Roma, Init, 20 gennaio 2009
Nel giorno dell’insediamento alla Casa Bianca di Barack Obama, è stato sicuramente straniante e destabilizzante passare dalle immagini televisive di una Washington tutta stretta attorno al suo nuovo condottiero, con tanti celebri artisti pronti ad avvicendarsi commossi sul palco in una celebrazione tanto attesa quanto imbalsamata, al concerto romano dei Fleshtones, se vogliamo l’altra faccia degli USA, quella dei ‘dropouts’, dei non catalogabili, di quelli fuori dagli schemi, dai sondaggi, dai servizi giornalistici dei network televisivi.
Come sempre accade, anche all’Init c’era un banchetto col merchandising della band, ed oltre alle solite T-shirts, ai CD ed alcuni vinili, faceva bella mostra di sé la biografia della band, intitolata ‘Sweat’, il cui sottotitolo ben sintetizza lo spirito che ha animato la carriera dei Fleshtones: ’30 anni, 2000 show, mai in classifica’.
Dopo aver assistito all’esibizione dei ‘The Others’, band romana di puro beat sixties chiaramente ispirata agli Animals, ai Kinks ed ai primi Who, che si è ben comportata nonostante i numerosi problemi tecnici patiti dal chitarrista, dopo un cambio di palco condizionato dalla totale assenza di roadies in cui tutti i musicisti si avvicendavano affannosamente a smontare, rimontare, spostare strumenti ed amplificatori vari, ben oltre la mezzanotte sale sul palco la band newyorchese capeggiata da Peter Zaremba.

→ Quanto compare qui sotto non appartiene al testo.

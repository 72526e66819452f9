//! The fixed stage chain a single `(route, group-key, receiver)` flush
//! traverses. Each stage either narrows the alert set, decides the whole
//! flush is a no-op, or (for the last two stages) actually talks to a
//! notifier and the notification log.

use std::collections::HashMap;
use std::sync::Arc;
use std::time::Duration as StdDuration;

use chrono::{DateTime, Utc};
use relaymux_core::nflog::{NflogEntry, NflogKey};
use relaymux_core::route::RouteConfig;
use relaymux_core::time_interval::TimeInterval;
use relaymux_core::{Alert, Fingerprint};
use relaymux_inhibit::InhibitionEngine;
use relaymux_nflog::NflogStore;
use relaymux_notify::{DynNotifier, NotificationPayload};
use relaymux_silence::SilenceStore;

use crate::cluster::ClusterView;
use crate::error::PipelineError;
use crate::retry::RetryStrategy;

/// Result of muting an alert batch against inhibition, silences, and
/// time intervals: the alerts that still deserve a notification, plus
/// bookkeeping a caller might want to surface (matched silence ids).
pub struct MuteOutcome {
    pub eligible: Vec<Alert>,
    pub matched_silence_ids: Vec<uuid::Uuid>,
    /// Set when the whole batch is suppressed by a route-level mute or
    /// active-time-interval check, independent of any per-alert muting.
    pub route_muted: bool,
}

/// Stage 2+3: drop alerts inhibited by another firing alert, or covered
/// by an active silence. Alerts that survive both checks are eligible
/// for notification; the rest stay in the group (the dispatcher doesn't
/// evict them) but are excluded from this flush's payload.
pub async fn mute_alerts(
    alerts: Vec<Alert>,
    inhibitor: &InhibitionEngine,
    silences: &SilenceStore,
    now: DateTime<Utc>,
) -> Result<MuteOutcome, PipelineError> {
    let mut eligible = Vec::with_capacity(alerts.len());
    let mut matched_silence_ids = Vec::new();

    for alert in alerts {
        if alert.resolved() {
            eligible.push(alert);
            continue;
        }
        if inhibitor.is_inhibited(&alert) {
            continue;
        }
        let hits = silences.matching(&alert.labels, now).await?;
        if hits.is_empty() {
            eligible.push(alert);
        } else {
            matched_silence_ids.extend(hits.iter().map(|s| s.id));
        }
    }

    Ok(MuteOutcome { eligible, matched_silence_ids, route_muted: false })
}

/// Stage 4: a route whose `mute_time_intervals` contains a currently-
/// active interval, or whose `active_time_intervals` is non-empty and
/// none of them are currently active, mutes the entire flush -- this is
/// a route-level gate, not a per-alert one.
#[must_use]
pub fn route_time_muted(route: &RouteConfig, intervals: &HashMap<String, TimeInterval>, now: DateTime<Utc>) -> bool {
    let in_named = |name: &str| intervals.get(name).is_some_and(|interval| interval.contains(now));

    if route.mute_time_intervals.iter().any(|name| in_named(name)) {
        return true;
    }
    if !route.active_time_intervals.is_empty() && !route.active_time_intervals.iter().any(|name| in_named(name)) {
        return true;
    }
    false
}

/// Stage 5: give other cluster members a chance to have already sent
/// this notification before we do, so a multi-replica deployment doesn't
/// duplicate-send for every alert. Staggers by `position * unit`, then
/// polls `observed_elsewhere` until `peer_timeout` elapses.
pub async fn wait_for_cluster_peers(
    cluster: &dyn ClusterView,
    key: &NflogKey,
    candidate: &NflogEntry,
    gossip_unit: StdDuration,
    peer_timeout: StdDuration,
) -> bool {
    if cluster.peer_count() <= 1 || cluster.position() == 0 {
        return false;
    }

    let stagger = gossip_unit.saturating_mul(u32::try_from(cluster.position()).unwrap_or(u32::MAX));
    tokio::time::sleep(stagger).await;

    let deadline = tokio::time::Instant::now() + peer_timeout;
    let poll_interval = StdDuration::from_millis(200).min(peer_timeout);
    loop {
        if cluster.observed_elsewhere(key, candidate).await {
            return true;
        }
        if tokio::time::Instant::now() >= deadline {
            return false;
        }
        tokio::time::sleep(poll_interval).await;
    }
}

/// Stage 6: decide whether this exact firing/resolved set was already
/// sent within `repeat_interval`, in which case notifying again now
/// would be a silent no-op for the operator.
pub async fn due_for_notification(
    nflog: &NflogStore,
    key: &NflogKey,
    firing: &[String],
    resolved: &[String],
    repeat_interval: chrono::Duration,
    now: DateTime<Utc>,
) -> Result<bool, PipelineError> {
    match nflog.query_by_parts(&key.receiver, &key.group_key).await {
        Ok(entry) => Ok(!entry.same_as(firing, resolved) || entry.due_for_repeat(now, repeat_interval)),
        Err(relaymux_nflog::NflogError::NotFound(_)) => Ok(true),
        Err(other) => Err(other.into()),
    }
}

/// Stage 7: call the notifier, retrying on a retryable error until
/// `deadline` under `strategy`'s backoff curve.
pub async fn send_with_retry(
    notifier: &Arc<dyn DynNotifier>,
    payload: &NotificationPayload,
    strategy: &RetryStrategy,
    deadline: tokio::time::Instant,
) -> Result<(), PipelineError> {
    let mut attempt = 0u32;
    loop {
        match notifier.notify(payload).await {
            Ok(()) => return Ok(()),
            Err(err) if !err.is_retryable() => {
                return Err(PipelineError::Notify { notifier: notifier.name().to_string(), source: err });
            }
            Err(err) => {
                let now = tokio::time::Instant::now();
                if now >= deadline {
                    return Err(PipelineError::Notify { notifier: notifier.name().to_string(), source: err });
                }
                let delay = strategy.delay_for(attempt).min(deadline - now);
                tracing::warn!(notifier = notifier.name(), attempt, error = %err, "notify attempt failed, retrying");
                tokio::time::sleep(delay).await;
                attempt += 1;
            }
        }
    }
}

/// Stage 8: record what was sent and let the cluster know.
pub async fn record_sent(
    nflog: &NflogStore,
    cluster: &dyn ClusterView,
    key: NflogKey,
    firing: Vec<String>,
    resolved: Vec<String>,
    retention: chrono::Duration,
) -> Result<(), PipelineError> {
    let entry = nflog.log(&key, firing, resolved, retention).await?;
    cluster.broadcast(key, entry).await;
    Ok(())
}

/// Fingerprints that should be considered "reported" for the purpose of
/// the dispatcher's `complete_flush`: every alert that made it into the
/// payload actually sent, whether firing or resolved. Alerts muted out
/// of this flush are left untouched for the next one.
#[must_use]
pub fn reported_fingerprints(payload: &NotificationPayload) -> Vec<Fingerprint> {
    payload.firing.iter().chain(payload.resolved.iter()).map(Alert::fingerprint).collect()
}

#[cfg(test)]
mod tests {
    use std::sync::Arc;

    use relaymux_core::time_interval::{Range, TimeIntervalSpec};
    use relaymux_core::{Labels, ReceiverName, RouteId};
    use relaymux_state_memory::MemoryStateStore;

    use super::*;
    use crate::cluster::SoloCluster;

    fn route_config() -> RouteConfig {
        RouteConfig {
            id: RouteId::new("0"),
            receiver: ReceiverName::new("default"),
            group_by: vec![],
            group_by_all: false,
            group_wait: StdDuration::from_secs(30),
            group_interval: StdDuration::from_secs(300),
            repeat_interval: StdDuration::from_secs(4 * 3600),
            mute_time_intervals: vec![],
            active_time_intervals: vec![],
        }
    }

    fn alert(name: &str) -> Alert {
        Alert::new(Labels::from_pairs([("alertname", name)]), Labels::new())
    }

    #[tokio::test]
    async fn mute_alerts_passes_through_with_no_rules_or_silences() {
        let inhibitor = InhibitionEngine::new(vec![]);
        let silences = SilenceStore::new(Arc::new(MemoryStateStore::new()));
        let outcome = mute_alerts(vec![alert("X")], &inhibitor, &silences, Utc::now()).await.unwrap();
        assert_eq!(outcome.eligible.len(), 1);
        assert!(outcome.matched_silence_ids.is_empty());
    }

    #[test]
    fn route_time_muted_true_inside_mute_window() {
        let mut route = route_config();
        route.mute_time_intervals = vec!["weekends".into()];
        let mut intervals = HashMap::new();
        intervals.insert(
            "weekends".into(),
            TimeInterval {
                name: "weekends".into(),
                specs: vec![TimeIntervalSpec { weekdays: vec![Range { start: 0, end: 7 }], ..Default::default() }],
            },
        );
        assert!(route_time_muted(&route, &intervals, Utc::now()));
    }

    #[test]
    fn route_time_muted_false_with_no_intervals_configured() {
        let route = route_config();
        assert!(!route_time_muted(&route, &HashMap::new(), Utc::now()));
    }

    #[tokio::test]
    async fn wait_for_cluster_peers_short_circuits_for_solo_node() {
        let cluster = SoloCluster;
        let key = NflogKey::new(ReceiverName::new("default"), relaymux_core::GroupKey::new("g1"));
        let candidate = NflogEntry::new(vec!["a".into()], vec![], chrono::Duration::hours(1));
        let waited = wait_for_cluster_peers(&cluster, &key, &candidate, StdDuration::from_millis(10), StdDuration::from_millis(50)).await;
        assert!(!waited);
    }

    struct FixedPositionCluster {
        position: usize,
        peer_count: usize,
    }

    #[async_trait::async_trait]
    impl ClusterView for FixedPositionCluster {
        fn position(&self) -> usize {
            self.position
        }

        fn peer_count(&self) -> usize {
            self.peer_count
        }

        async fn observed_elsewhere(&self, _key: &NflogKey, _candidate: &NflogEntry) -> bool {
            false
        }

        async fn broadcast(&self, _key: NflogKey, _entry: NflogEntry) {}
    }

    #[tokio::test]
    async fn wait_for_cluster_peers_short_circuits_for_position_zero() {
        let cluster = FixedPositionCluster { position: 0, peer_count: 3 };
        let key = NflogKey::new(ReceiverName::new("default"), relaymux_core::GroupKey::new("g1"));
        let candidate = NflogEntry::new(vec!["a".into()], vec![], chrono::Duration::hours(1));
        let start = tokio::time::Instant::now();
        let waited = wait_for_cluster_peers(&cluster, &key, &candidate, StdDuration::from_millis(10), StdDuration::from_millis(500)).await;
        assert!(!waited);
        assert!(start.elapsed() < StdDuration::from_millis(50));
    }

    #[tokio::test]
    async fn due_for_notification_true_when_nothing_logged_yet() {
        let nflog = NflogStore::new(Arc::new(MemoryStateStore::new()));
        let key = NflogKey::new(ReceiverName::new("default"), relaymux_core::GroupKey::new("g1"));
        let due = due_for_notification(&nflog, &key, &["a".into()], &[], chrono::Duration::hours(1), Utc::now()).await.unwrap();
        assert!(due);
    }

    #[tokio::test]
    async fn due_for_notification_false_for_identical_recent_batch() {
        let nflog = NflogStore::new(Arc::new(MemoryStateStore::new()));
        let key = NflogKey::new(ReceiverName::new("default"), relaymux_core::GroupKey::new("g1"));
        nflog.log(&key, vec!["a".into()], vec![], chrono::Duration::hours(1)).await.unwrap();
        let due = due_for_notification(&nflog, &key, &["a".into()], &[], chrono::Duration::hours(1), Utc::now()).await.unwrap();
        assert!(!due);
    }
}
use chrono::{Duration, Utc};
use clap::{Args, Subcommand};
use uuid::Uuid;

use crate::client::{CreateSilenceRequest, MatcherView, RelayMuxClient, SilenceView};
use crate::OutputFormat;

#[derive(Args, Debug)]
pub struct SilencesArgs {
    #[command(subcommand)]
    pub command: SilencesCommand,
}

#[derive(Subcommand, Debug)]
pub enum SilencesCommand {
    /// List every stored silence.
    List,
    /// Fetch one silence by id.
    Get {
        id: Uuid,
    },
    /// Create a new silence.
    ///
    /// Each matcher is `name=value` (equals), `name!=value` (not
    /// equals), `name=~value` (regex match), or `name!~value` (regex
    /// non-match).
    Create {
        #[arg(required = true)]
        matchers: Vec<String>,

        /// How long the silence lasts from now, e.g. "1h30m".
        #[arg(long, default_value = "1h")]
        duration: String,

        #[arg(long, default_value = "relaymux-cli")]
        author: String,

        #[arg(long, default_value = "")]
        comment: String,
    },
    /// Expire a silence immediately.
    Expire {
        id: Uuid,
    },
}

pub async fn run(client: &RelayMuxClient, args: &SilencesArgs, format: &OutputFormat) -> anyhow::Result<()> {
    match &args.command {
        SilencesCommand::List => {
            let silences = client.list_silences().await?;
            print_silences(&silences, format)?;
        }
        SilencesCommand::Get { id } => {
            let silence = client.get_silence(*id).await?;
            print_silences(std::slice::from_ref(&silence), format)?;
        }
        SilencesCommand::Create { matchers, duration, author, comment } => {
            let matchers = matchers.iter().map(|m| parse_matcher(m)).collect::<anyhow::Result<Vec<_>>>()?;
            let ends_at = Utc::now() + parse_duration(duration)?;
            let req = CreateSilenceRequest {
                matchers,
                starts_at: Utc::now(),
                ends_at,
                created_by: author.clone(),
                comment: comment.clone(),
            };
            let silence = client.create_silence(&req).await?;
            print_silences(std::slice::from_ref(&silence), format)?;
        }
        SilencesCommand::Expire { id } => {
            let silence = client.expire_silence(*id).await?;
            print_silences(std::slice::from_ref(&silence), format)?;
        }
    }
    Ok(())
}

fn print_silences(silences: &[SilenceView], format: &OutputFormat) -> anyhow::Result<()> {
    match format {
        OutputFormat::Json => println!("{}", serde_json::to_string_pretty(silences)?),
        OutputFormat::Text => {
            for silence in silences {
                let matchers: Vec<String> = silence.matchers.iter().map(render_matcher).collect();
                println!(
                    "{id}  [{status}]  {matchers}  ends {ends}  by {author}",
                    id = silence.id,
                    status = silence.status,
                    matchers = matchers.join(", "),
                    ends = silence.ends_at,
                    author = silence.created_by,
                );
            }
        }
    }
    Ok(())
}

fn render_matcher(m: &MatcherView) -> String {
    let op = match (m.is_equal, m.is_regex) {
        (true, false) => "=",
        (false, false) => "!=",
        (true, true) => "=~",
        (false, true) => "!~",
    };
    format!("{}{op}{}", m.name, m.value)
}

/// Parse one `name<op>value` matcher, trying the two-character operators
/// before the one-character ones so `!=`/`=~` aren't misread as `=`.
fn parse_matcher(raw: &str) -> anyhow::Result<MatcherView> {
    for (op, is_equal, is_regex) in [("!~", false, true), ("=~", true, true), ("!=", false, false)] {
        if let Some((name, value)) = raw.split_once(op) {
            return Ok(MatcherView { name: name.to_string(), value: value.to_string(), is_regex, is_equal });
        }
    }
    if let Some((name, value)) = raw.split_once('=') {
        return Ok(MatcherView { name: name.to_string(), value: value.to_string(), is_regex: false, is_equal: true });
    }
    anyhow::bail!("invalid matcher {raw:?}, expected name=value, name!=value, name=~value, or name!~value")
}

fn parse_duration(raw: &str) -> anyhow::Result<Duration> {
    let mut total = Duration::zero();
    let mut number = String::new();
    for ch in raw.chars() {
        if ch.is_ascii_digit() {
            number.push(ch);
            continue;
        }
        let amount: i64 = number.parse().map_err(|_| anyhow::anyhow!("invalid duration {raw:?}"))?;
        number.clear();
        total = total
            + match ch {
                'h' => Duration::hours(amount),
                'm' => Duration::minutes(amount),
                's' => Duration::seconds(amount),
                'd' => Duration::days(amount),
                other => anyhow::bail!("unknown duration unit {other:?} in {raw:?}"),
            };
    }
    if !number.is_empty() {
        anyhow::bail!("trailing number with no unit in duration {raw:?}");
    }
    if total <= Duration::zero() {
        anyhow::bail!("duration {raw:?} must be positive");
    }
    Ok(total)
}

#[cfg(test)]
mod tests {
    use super::*;

    #[test]
    fn parses_equal_and_negated_and_regex_matchers() {
        let m = parse_matcher("alertname=HighLoad").unwrap();
        assert!(m.is_equal && !m.is_regex);

        let m = parse_matcher("alertname!=HighLoad").unwrap();
        assert!(!m.is_equal && !m.is_regex);

        let m = parse_matcher("severity=~critical|warning").unwrap();
        assert!(m.is_equal && m.is_regex);

        let m = parse_matcher("severity!~critical|warning").unwrap();
        assert!(!m.is_equal && m.is_regex);
    }

    #[test]
    fn parses_compound_durations() {
        assert_eq!(parse_duration("1h30m").unwrap(), Duration::hours(1) + Duration::minutes(30));
        assert_eq!(parse_duration("45s").unwrap(), Duration::seconds(45));
        assert!(parse_duration("bogus").is_err());
    }
}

Gli anni che passano ne hanno segnato i volti ma non ne hanno intaccato né lo spirito né l’energia: dopo un inizio un po’ incerto, ecco che il concerto prende quota, spaziando nel repertorio dei quasi venti album, ma principalmente costituito da quelli del recente ‘Take a Good Look’ uscito nel 2008.
Non è facile spiegare a chi non era presente cosa sia accaduto in più di un’ora e mezza di spettacolo senza interruzioni e senza respiro; può bastare forse raccontare di aver visto bassista e chitarrista scendere dal palco, consegnare i propri strumenti a due spettatori, con il tacito invito ad usarli per accompagnare il batterista restato sul palco, farsi largo in platea ed ingaggiare una gara di flessioni sul pavimento. Oppure riferire che Zaremba, anche lui sceso a più riprese in mezzo al pubblico, ha iniziato un assolo di armonica utilizzando sia il proprio microfono sia il cellulare di uno spettatore che probabilmente sollecitato dalla particolare atmosfera della serata, ne stava facendo la cronaca telefonica ad un amico lontano. Oppure che Keith Streng, il chitarrista/atleta, dopo le flessioni è salito in piedi sulla grancassa del batterista e, allungando a dismisura l’asta del proprio microfono, ha continuato per un po’ a cantare da lassù.
Signore e Signori ecco a voi il Rock’n’roll Circus, senza costumi né effetti speciali alla Flamin’ Lips, solo divertimento allo stato puro, niente fronzoli né particolari messaggi da lanciare. I brani si sono succeduti senza soluzione di continuità, alternando punk, garage rock, surf music alla Beach Boys della East Coast, Rockabilly venato di R&B, il tutto suonato con un approccio scanzonato e con l’aria di non volersi prendere troppo sul serio.
Senza timore di smentita, possiamo affermare di riconoscere nei Flashtones i sinceri portatori del vero spirito punk americano: l’abbattimento reale delle distanze tra musicisti e pubblico che stasera si è manifestato in maniera così palese ne è la prova più evidente.
Questi giovanotti ormai un po’ attempati sono in giro dal 1976, quando condividevano il palco del leggendario CBGB di New York con Patti Smith, Ramones, Talking Heads e compagnia cantante; contrariamente ai loro illustri colleghi, però, non sono mai usciti dalla nicchia nella quale si sono da subito sistemati, un po’ per scelta di vita, un po’ perché il genio e la sregolatezza che da sempre li contraddistingue a volte non consente il raggiungimento del pur meritato successo.
Con la netta sensazione di aver partecipato più che ad un concerto piuttosto ad un party degno del gruppo Delta di Animal House, con le orecchie ancora piene del penetrante organo Farfisa strimpellato da Zaremba, sfiniti dall’enorme dispendio di energie e dall’ora tarda (l’una e mezza passata, che fatica alzarsi il mattino dopo……), torniamo a casa soddisfatti e convinti di aver assistito ad uno spettacolo di pura evasione, ma certamente unico nel suo genere.